French Food and Traditions

Creamy cheeses, steaming bread, the scent of olive oil and pepper in the air, and warm sugar dusted pastries that melt on your tongue are just some of the things that describe the food in France. In many ways, understanding the food is understanding France itself. The French take pride in their cooking. In France, it is said the way you prepare and serve your meal reflects upon you and your family. France has set the bar in terms of high culinary standards.

Some of France’s traditional dishes can be dated back to the fifteenth century, where dishes were decorated lavishly to hide the use of rotting food in the homes of the rich.
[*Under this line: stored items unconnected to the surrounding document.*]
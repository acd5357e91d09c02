//! Browser-backed transport
//!
//! Pages are rendered by Chrome driven over the DevTools protocol with
//! `chromiumoxide`. The browser is launched (or a running one is attached to)
//! on the first fetch and shut down by [`Transport::close`]. Chrome does not
//! report HTTP status codes here, so responses carry no status.

use crate::config::BrowserConfig;
use crate::crawler::fetcher::Transport;
use crate::crawler::request::{Method, Request};
use crate::page::Response;
use crate::{ConfigError, FetchError};
use async_trait::async_trait;
use chromiumoxide::error::CdpError;
use chromiumoxide::{Browser, BrowserConfig as LaunchConfig, Page};
use futures::StreamExt;
use serde_json::Value;
use std::path::PathBuf;
use std::time::Duration;
use tokio::sync::Mutex;
use tokio::task::JoinHandle;
use url::Url;

/// A running browser and the task pumping its DevTools connection
struct Session {
    browser: Browser,
    handler: JoinHandle<()>,
}

/// Fetches pages through headless Chrome
pub struct BrowserTransport {
    remote_url: Option<String>,
    executable: Option<PathBuf>,
    headless: bool,
    wait_after_request: Duration,
    client: reqwest::Client,
    session: Mutex<Option<Session>>,
}

impl BrowserTransport {
    /// Creates a transport from `config`
    ///
    /// Nothing is launched until the first fetch.
    pub fn new(config: &BrowserConfig) -> crate::Result<Self> {
        if let Some(remote) = &config.remote_url {
            Url::parse(remote).map_err(|e| {
                ConfigError::InvalidUrl(format!("Invalid browser remote-url: {}", e))
            })?;
        }

        Ok(Self {
            remote_url: config.remote_url.clone(),
            executable: config.executable.as_ref().map(PathBuf::from),
            headless: config.headless,
            wait_after_request: Duration::from_millis(config.wait_after_request_ms),
            client: reqwest::Client::builder().build()?,
            session: Mutex::new(None),
        })
    }

    /// Whether a browser is currently launched or attached
    pub async fn is_running(&self) -> bool {
        self.session.lock().await.is_some()
    }

    fn launch_config(&self) -> Result<LaunchConfig, FetchError> {
        let mut builder = LaunchConfig::builder()
            .arg("--disable-gpu")
            .arg("--no-sandbox")
            .arg("--disable-dev-shm-usage");
        if !self.headless {
            builder = builder.with_head();
        }
        if let Some(path) = &self.executable {
            builder = builder.chrome_executable(path);
        }
        builder.build().map_err(FetchError::Browser)
    }

    /// Resolves the DevTools websocket of a running browser
    ///
    /// `ws://` URLs are used as they are; for `http://` the browser's
    /// `/json/version` endpoint is asked for the websocket URL.
    pub async fn debugger_url(&self, remote: &str) -> Result<String, FetchError> {
        if remote.starts_with("ws://") || remote.starts_with("wss://") {
            return Ok(remote.to_string());
        }

        let version_url = format!("{}/json/version", remote.trim_end_matches('/'));
        let version: Value = self
            .client
            .get(&version_url)
            .send()
            .await
            .and_then(|r| r.error_for_status())
            .map_err(|e| FetchError::Browser(format!("cannot reach {}: {}", version_url, e)))?
            .json()
            .await
            .map_err(|e| FetchError::Browser(format!("unreadable {}: {}", version_url, e)))?;

        version
            .get("webSocketDebuggerUrl")
            .and_then(Value::as_str)
            .map(str::to_string)
            .ok_or_else(|| {
                FetchError::Browser(format!("{} has no webSocketDebuggerUrl", version_url))
            })
    }

    async fn start(&self) -> Result<Session, FetchError> {
        let (browser, mut handler) = match &self.remote_url {
            Some(remote) => {
                let ws_url = self.debugger_url(remote).await?;
                tracing::info!("Connecting to browser at {}", ws_url);
                Browser::connect(ws_url).await.map_err(browser_error)?
            }
            None => {
                tracing::info!("Launching browser (headless={})", self.headless);
                Browser::launch(self.launch_config()?)
                    .await
                    .map_err(browser_error)?
            }
        };

        let handler = tokio::spawn(async move {
            while let Some(event) = handler.next().await {
                if event.is_err() {
                    break;
                }
            }
        });

        Ok(Session { browser, handler })
    }

    /// Opens a tab, starting the browser first if needed
    async fn open_page(&self) -> Result<Page, FetchError> {
        let mut guard = self.session.lock().await;
        let session = match guard.take() {
            Some(session) => session,
            None => self.start().await?,
        };

        match session.browser.new_page("about:blank").await {
            Ok(page) => {
                *guard = Some(session);
                Ok(page)
            }
            Err(e) => {
                tracing::warn!("Browser is gone, a new one will be started: {}", e);
                session.handler.abort();
                Err(browser_error(e))
            }
        }
    }

    async fn navigate(&self, page: &Page, request: &Request, url: &Url) -> Result<(), CdpError> {
        match request.method() {
            Method::Get => {
                page.goto(url.as_str()).await?;
            }
            Method::Post => {
                page.set_content(post_form(url, request.body())).await?;
                page.find_element("button[type=submit]")
                    .await?
                    .click()
                    .await?;
                page.wait_for_navigation().await?;
            }
        }
        Ok(())
    }

    async fn render(
        &self,
        page: &Page,
        request: &Request,
        url: &Url,
    ) -> Result<Response, FetchError> {
        self.navigate(page, request, url)
            .await
            .map_err(browser_error)?;

        if !self.wait_after_request.is_zero() {
            tokio::time::sleep(self.wait_after_request).await;
        }

        let body = page.content().await.map_err(browser_error)?;
        let final_url = page
            .url()
            .await
            .map_err(browser_error)?
            .and_then(|u| Url::parse(&u).ok())
            .unwrap_or_else(|| url.clone());

        tracing::debug!("Rendered {} ({} bytes)", final_url, body.len());
        Ok(Response::new(final_url, None, body))
    }
}

fn browser_error(error: CdpError) -> FetchError {
    FetchError::Browser(error.to_string())
}

fn escape_attr(value: &str) -> String {
    value
        .replace('&', "&amp;")
        .replace('"', "&quot;")
        .replace('<', "&lt;")
        .replace('>', "&gt;")
}

/// Page holding a form that POSTs `body` to `url` when its button is clicked
fn post_form(url: &Url, body: &[(String, String)]) -> String {
    let inputs: String = body
        .iter()
        .map(|(name, value)| {
            format!(
                r#"<input type="hidden" name="{}" value="{}">"#,
                escape_attr(name),
                escape_attr(value)
            )
        })
        .collect();

    format!(
        concat!(
            r#"<html><body><form method="post" action="{}">{}"#,
            r#"<button type="submit">send</button></form></body></html>"#
        ),
        escape_attr(url.as_str()),
        inputs
    )
}

#[async_trait]
impl Transport for BrowserTransport {
    async fn fetch(&self, request: &Request) -> Result<Response, FetchError> {
        let url = Url::parse(request.url()).map_err(|e| FetchError::InvalidUrl {
            url: request.url().to_string(),
            message: e.to_string(),
        })?;

        let page = self.open_page().await?;
        let rendered = self.render(&page, request, &url).await;
        if let Err(e) = page.close().await {
            tracing::debug!("Failed to close tab for {}: {}", url, e);
        }
        rendered
    }

    async fn close(&self) -> Result<(), FetchError> {
        let Some(mut session) = self.session.lock().await.take() else {
            return Ok(());
        };

        // Attached browsers are left running.
        let closed = if self.remote_url.is_none() {
            let closed = session.browser.close().await.map(|_| ());
            if let Err(e) = session.browser.wait().await {
                tracing::debug!("Failed to wait for browser exit: {}", e);
            }
            closed
        } else {
            Ok(())
        };
        session.handler.abort();

        closed.map_err(browser_error)?;
        tracing::info!("Browser closed");
        Ok(())
    }
}

impl std::fmt::Debug for BrowserTransport {
    fn fmt(&self, f: &mut std::fmt::Formatter<'_>) -> std::fmt::Result {
        f.debug_struct("BrowserTransport")
            .field("remote_url", &self.remote_url)
            .field("executable", &self.executable)
            .field("headless", &self.headless)
            .field("wait_after_request", &self.wait_after_request)
            .finish()
    }
}
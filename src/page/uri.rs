//! URI helpers for links found in pages

use url::{ParseError, Url};

/// Resolves `raw` against the page URL
///
/// Absolute URIs are returned as they are; everything else is resolved the
/// RFC 3986 way, so `../b`, `?page=2`, `//cdn.example.com/x` and `#top` all
/// work.
pub fn resolve(base: &Url, raw: &str) -> Result<Url, ParseError> {
    base.join(raw.trim())
}

/// Decoded query parameters of a URL, in order of appearance
pub fn query_pairs(url: &Url) -> Vec<(String, String)> {
    url.query_pairs()
        .map(|(k, v)| (k.into_owned(), v.into_owned()))
        .collect()
}

/// Resolves a link to something worth fetching
///
/// Returns None if the link should not be followed:
/// - empty hrefs and fragment-only links
/// - javascript:, mailto:, tel: and data: schemes
/// - hrefs that do not resolve
/// - non-HTTP(S) URLs after resolution
///
/// The fragment is stripped from the result.
pub fn followable(base: &Url, href: &str) -> Option<Url> {
    let href = href.trim();

    if href.is_empty() || href.starts_with('#') {
        return None;
    }

    let lower = href.to_ascii_lowercase();
    if lower.starts_with("javascript:")
        || lower.starts_with("mailto:")
        || lower.starts_with("tel:")
        || lower.starts_with("data:")
    {
        return None;
    }

    let mut url = resolve(base, href).ok()?;
    if url.scheme() != "http" && url.scheme() != "https" {
        return None;
    }

    url.set_fragment(None);
    Some(url)
}

/// The form a URL takes in seen-sets: parsed, without fragment
///
/// Unparseable input is kept as it is.
pub fn normalize(raw: &str) -> String {
    match Url::parse(raw.trim()) {
        Ok(mut url) => {
            url.set_fragment(None);
            url.to_string()
        }
        Err(_) => raw.to_string(),
    }
}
Later on, food was decorated and flavored not to hide the rotting food, but to emphasize the flavors of the regional food (Lowen 36).

In France, there are many different types of cooking, due to the geographical differences of the country. In the Northwestern regions, they specialize in fruit, and in dairy. In the Southeastern region, the main foods they use are heavy meat and lard, due to the close proximity to Germany. Northern regions usually have more wheat, cheese, and

beer. The Southern region serves more herbs, olive oil, tomatoes, and spices, which is cuisine du terrior, more traditional cooking (France and Their French Culinary Traditions). In the many regions of France, along with different cooking styles, there are regional wines. The French produce around seven to eight billion bottles a year. France is the second largest wine producer, behind Spain (French Wine). In Alsace, Eastern France, white wines are produced in bulk there. Additionally, in Eastern France, Beaujolais, is primarily a red wine region. In Champagne, North Eastern France, sparkling wines are produced there, along with some rose, and white (French Wine). There are over fifty different wine regions, each with a wine they specialize in. Wine is served throughout the day, with every meal. Children start drinking wine around the age of thirteen with their meals. Younger children also join in, but their wine is diluted with water. Typically a red wine is served at the end of the meal with a platter of cheeses, to signal the end of the meal.

In France, there are three hundred to four hundred distinct types of cheeses grouped into eight categories, les huit familles de fromage (List of French Cheeses). The cheeses are made with different milk to give it different flavors. The most popular are cow, ewe, and goat milk. The animal milk gives the cheeses different flavors based upon the animal’s diet, and because each animal has a different protein and acidic combination. Cheeses also get different flavors by the environment in which they are produced. It is said that each person in France consumes about forty-five pounds of cheese every year.

France is said to be the “Cheese Capital of the World” (List of French Cheeses). Cheese is a staple part of everyday life in France.
Breakfast in France is a light meal, consisting of a small platter of fresh fruit from the local farmers market, a small tartine, which is half a buttered baguette, with your choice of jams or jellies to dip them in (Culinary Ambassadors-Breakfast in France). Also at the breakfast table, one can find hot chocolate for the children and hot espressos for the adults. Drinks that are normally reserved for winter, however, the French enjoy them all year round.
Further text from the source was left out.